Usando essa abordagem, os pesquisadores desenvolveram um tratamento candidato ao zika em nove meses. Eles realizaram ensaios clínicos de fase 1a para testar a segurança em março de 2018, mas quando estavam prontos para testar a eficácia do medicamento em pacientes, o surto havia terminado. No entanto, a equipe espera testá-lo em áreas onde a doença ainda está presente.

Sasisekharan e seus colegas decidiram então ver se poderiam aplicar a mesma abordagem ao desenvolvimento de um possível tratamento para a febre amarela. A febre amarela, uma doença transmitida por mosquitos, tende a aparecer sazonalmente nas regiões tropicais e subtropicais da América do Sul e África. Um surto particularmente grave começou em janeiro de 2018 no Brasil e durou vários meses. 

A equipe do MIT / SMART começou a trabalhar no desenvolvimento de um tratamento para anticorpos contra a febre amarela em março de 2018, na esperança de tê-lo pronto para combater um surto, para que pudesse ser disponibilizado para pacientes em potencial no final de 2018 ou início de 2019, quando era esperado outro surto. . Eles identificaram candidatos promissores de anticorpos com base em sua capacidade de se ligar ao envelope viral e neutralizar o vírus que causa febre amarela. 

Os pesquisadores reduziram seus candidatos a um anticorpo, que eles chamaram de TY014. Eles então desenvolveram métodos de produção para criar lotes pequenos e uniformes que poderiam ser usados ​​para executar as fases de teste necessárias em paralelo.
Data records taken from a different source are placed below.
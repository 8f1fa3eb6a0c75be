//! 通知服务 - 业务能力层
//!
//! 提交生命周期事件的广播通道。
//!
//! ## 投递语义
//!
//! - 最多一次，尽力而为：发布失败只记录日志，不回滚、不重试、不排队
//! - 发布时不在线的订阅者永久错过该事件（没有重放日志）
//! - 处理过慢的订阅者会丢失积压的事件

use std::sync::atomic::{AtomicU64, Ordering};

use async_trait::async_trait;
use chrono::{DateTime, Utc};
use serde::Serialize;
use tokio::sync::broadcast;
use tracing::debug;
use uuid::Uuid;

use crate::models::{Feedback, Submission, SubmissionStatus};

/// 每个订阅者最多缓存的事件数量
pub const DEFAULT_CHANNEL_CAPACITY: usize = 256;

/// 事件类型
#[derive(Debug, Clone, Copy, PartialEq, Eq, Hash, Serialize)]
pub enum EventKind {
    SubmissionCreated,
    StatusChanged,
    Reevaluated,
    StudentPurged,
}

/// 生命周期事件
///
/// 带有足够的冗余字段，订阅者无需再次查询即可展示
#[derive(Debug, Clone, PartialEq, Serialize)]
pub struct NotificationEvent {
    pub kind: EventKind,
    pub submission_id: Option<Uuid>,
    pub student_id: Uuid,
    pub student_name: String,
    pub title: String,
    pub status: Option<SubmissionStatus>,
    pub submitted_at: Option<DateTime<Utc>>,
    pub evaluated_at: Option<DateTime<Utc>>,
    pub estimated_secs: Option<u64>,
    pub grade: Option<u32>,
    /// 仅 `StudentPurged` 使用
    pub purged_count: Option<usize>,
}

impl NotificationEvent {
    /// 基于提交记录构建事件
    pub fn for_submission(kind: EventKind, submission: &Submission) -> Self {
        Self {
            kind,
            submission_id: Some(submission.id),
            student_id: submission.student_id,
            student_name: submission.student_name.clone(),
            title: submission.title.clone(),
            status: Some(submission.status),
            submitted_at: Some(submission.submitted_at),
            evaluated_at: None,
            estimated_secs: Some(submission.estimated_secs),
            grade: None,
            purged_count: None,
        }
    }

    /// 附加评分结果
    pub fn with_feedback(mut self, feedback: &Feedback) -> Self {
        self.evaluated_at = Some(feedback.evaluated_at);
        self.grade = Some(feedback.grade);
        self
    }

    pub fn student_purged(student_id: Uuid, purged_count: usize) -> Self {
        Self {
            kind: EventKind::StudentPurged,
            submission_id: None,
            student_id,
            student_name: String::new(),
            title: String::new(),
            status: None,
            submitted_at: None,
            evaluated_at: None,
            estimated_secs: None,
            grade: None,
            purged_count: Some(purged_count),
        }
    }
}

/// 事件发布接口
#[async_trait]
pub trait NotificationPublisher: Send + Sync {
    /// 发布事件，返回收到事件的订阅者数量
    ///
    /// 不返回错误：发布失败只记录日志
    async fn publish(&self, event: NotificationEvent) -> usize;

    /// 已发布（尝试过）的事件总数
    fn events_published(&self) -> u64;
}

/// 基于 `tokio::sync::broadcast` 的进程内通知总线
pub struct InMemoryNotifier {
    sender: broadcast::Sender<NotificationEvent>,
    events_published: AtomicU64,
}

impl InMemoryNotifier {
    pub fn new() -> Self {
        Self::with_capacity(DEFAULT_CHANNEL_CAPACITY)
    }

    pub fn with_capacity(capacity: usize) -> Self {
        let (sender, _) = broadcast::channel(capacity);
        Self {
            sender,
            events_published: AtomicU64::new(0),
        }
    }

    /// 订阅事件；`kinds` 为空表示订阅全部类型
    pub fn subscribe(&self, kinds: &[EventKind]) -> Subscription {
        debug!(kinds = ?kinds, "新增订阅");
        Subscription {
            receiver: self.sender.subscribe(),
            kinds: kinds.to_vec(),
        }
    }

    pub fn subscriber_count(&self) -> usize {
        self.sender.receiver_count()
    }
}

impl Default for InMemoryNotifier {
    fn default() -> Self {
        Self::new()
    }
}

#[async_trait]
impl NotificationPublisher for InMemoryNotifier {
    async fn publish(&self, event: NotificationEvent) -> usize {
        self.events_published.fetch_add(1, Ordering::Relaxed);
        let kind = event.kind;

        match self.sender.send(event) {
            Ok(receivers) => {
                debug!(kind = ?kind, receivers, "事件已发布");
                receivers
            }
            Err(_) => {
                debug!(kind = ?kind, "没有订阅者，事件被丢弃");
                0
            }
        }
    }

    fn events_published(&self) -> u64 {
        self.events_published.load(Ordering::Relaxed)
    }
}

/// 订阅句柄，丢弃即取消订阅
pub struct Subscription {
    receiver: broadcast::Receiver<NotificationEvent>,
    kinds: Vec<EventKind>,
}

impl Subscription {
    /// 接收下一个匹配的事件，总线关闭时返回 `None`
    pub async fn recv(&mut self) -> Option<NotificationEvent> {
        loop {
            match self.receiver.recv().await {
                Ok(event) if self.matches(&event) => return Some(event),
                Ok(_) => continue,
                Err(broadcast::error::RecvError::Closed) => return None,
                Err(broadcast::error::RecvError::Lagged(count)) => {
                    debug!(lagged = count, "订阅者处理过慢，丢失部分事件");
                }
            }
        }
    }

    /// 非阻塞地取出下一个匹配事件
    pub fn try_recv(&mut self) -> Option<NotificationEvent> {
        loop {
            match self.receiver.try_recv() {
                Ok(event) if self.matches(&event) => return Some(event),
                Ok(_) => continue,
                Err(broadcast::error::TryRecvError::Lagged(count)) => {
                    debug!(lagged = count, "订阅者处理过慢，丢失部分事件");
                }
                Err(_) => return None,
            }
        }
    }

    fn matches(&self, event: &NotificationEvent) -> bool {
        self.kinds.is_empty() || self.kinds.contains(&event.kind)
    }
}

#[cfg(test)]
mod tests {
    use super::*;

    #[tokio::test]
    async fn test_publish_without_subscribers_is_dropped() {
        let notifier = InMemoryNotifier::new();
        let receivers = notifier
            .publish(NotificationEvent::student_purged(Uuid::new_v4(), 2))
            .await;
        assert_eq!(receivers, 0);
        assert_eq!(notifier.events_published(), 1);
    }

    #[tokio::test]
    async fn test_subscription_filters_by_kind() {
        let notifier = InMemoryNotifier::new();
        let mut purges = notifier.subscribe(&[EventKind::StudentPurged]);
        let mut everything = notifier.subscribe(&[]);

        let student = Uuid::new_v4();
        let mut created = NotificationEvent::student_purged(student, 0);
        created.kind = EventKind::SubmissionCreated;
        notifier.publish(created).await;
        notifier.publish(NotificationEvent::student_purged(student, 3)).await;

        let event = purges.recv().await.unwrap();
        assert_eq!(event.kind, EventKind::StudentPurged);
        assert_eq!(event.purged_count, Some(3));
        assert!(purges.try_recv().is_none());

        assert_eq!(everything.recv().await.unwrap().kind, EventKind::SubmissionCreated);
        assert_eq!(everything.recv().await.unwrap().kind, EventKind::StudentPurged);
    }

    #[tokio::test]
    async fn test_late_subscriber_misses_earlier_events() {
        let notifier = InMemoryNotifier::new();
        let _early = notifier.subscribe(&[]);
        notifier.publish(NotificationEvent::student_purged(Uuid::new_v4(), 1)).await;

        let mut late = notifier.subscribe(&[]);
        assert!(late.try_recv().is_none());
    }

    #[tokio::test]
    async fn test_lagging_subscriber_skips_dropped_events() {
        let notifier = InMemoryNotifier::with_capacity(2);
        let mut slow = notifier.subscribe(&[]);
        for count in 0..5 {
            notifier.publish(NotificationEvent::student_purged(Uuid::new_v4(), count)).await;
        }

        assert_eq!(slow.try_recv().unwrap().purged_count, Some(3));
        assert_eq!(slow.try_recv().unwrap().purged_count, Some(4));
        assert!(slow.try_recv().is_none());
    }
}
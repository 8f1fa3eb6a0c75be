//! 基础设施层（Infrastructure）
//!
//! 持有存储资源，只暴露读写能力，不认识状态机和业务流程。
//!
//! - `durable_store` - 持久化文档存储接口 + 内存实现
//! - `file_store` - 基于 JSON 文件的持久化存储
//! - `replicated_state` - 进程内复制状态，支持原子事务

pub mod durable_store;
pub mod file_store;
pub mod replicated_state;

pub use durable_store::{DurableStore, MemoryStore, StoreResult};
pub use file_store::JsonFileStore;
pub use replicated_state::{Keyspace, ReplicatedState, Transaction};
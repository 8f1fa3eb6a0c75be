use anyhow::{Context, Result};
use submission_grading::utils::logging;
use submission_grading::{App, Config};

#[tokio::main]
async fn main() -> Result<()> {
    // 加载配置
    let config = Config::load().context("加载配置失败")?;

    // 初始化日志
    logging::init(config.verbose_logging);

    // 初始化并运行应用
    App::initialize(config).await?.run().await?;

    Ok(())
}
Esses testes incluem o estudo da eficácia dos medicamentos nas células humanas, a determinação das dosagens mais eficazes, o teste de toxicidade potencial e a análise de como o medicamento se comporta em modelos animais. Assim que obtiveram resultados indicando que o tratamento seria seguro, eles começaram os ensaios clínicos em dezembro de 2018.

“A mentalidade da indústria é que é como uma corrida de revezamento. Você não começa a próxima volta até terminar a volta anterior ”, diz Sasisekharan. "No nosso caso, começamos cada corredor o mais rápido possível."

Testes clínicos

O TY014 foi clinicamente testado em paralelo para tratar da segurança através da escalada de dose em voluntários humanos saudáveis. Uma vez que uma dose apropriada foi considerada segura, os pesquisadores iniciaram um estudo de fase 1b, no qual mediram a capacidade do anticorpo de eliminar o vírus. Embora o estudo 1b tenha começado, o estudo 1a continuou até que uma dose máxima segura em humanos foi identificada. 

Como existe uma vacina disponível para febre amarela, os pesquisadores podem realizar um tipo de ensaio clínico conhecido como teste de desafio. Eles primeiro vacinaram voluntários, depois 24 horas depois, deram a eles o anticorpo experimental ou um placebo. Dois dias depois, eles mediram se a droga eliminou os vírus enfraquecidos que compõem a vacina.

Os pesquisadores descobriram que após o tratamento, o vírus era indetectável em amostras de sangue de pessoas que receberam os anticorpos. O tratamento também reduziu a inflamação após a vacinação, em comparação com as pessoas que receberam a vacina, mas não o tratamento com anticorpos. O estudo de fase 1b foi concluído em julho de 2019, e os pesquisadores agora esperam realizar ensaios clínicos de fase 2 em pacientes infectados com a doença. 

A pesquisa foi financiada por Tysana Pte. A Tysana também está realizando os ensaios clínicos em andamento para um tratamento Covid-19 que foi desenvolvido junto com agências governamentais de Cingapura, incluindo o Ministério da Defesa, o Ministério da Saúde e o Conselho de Desenvolvimento Econômico.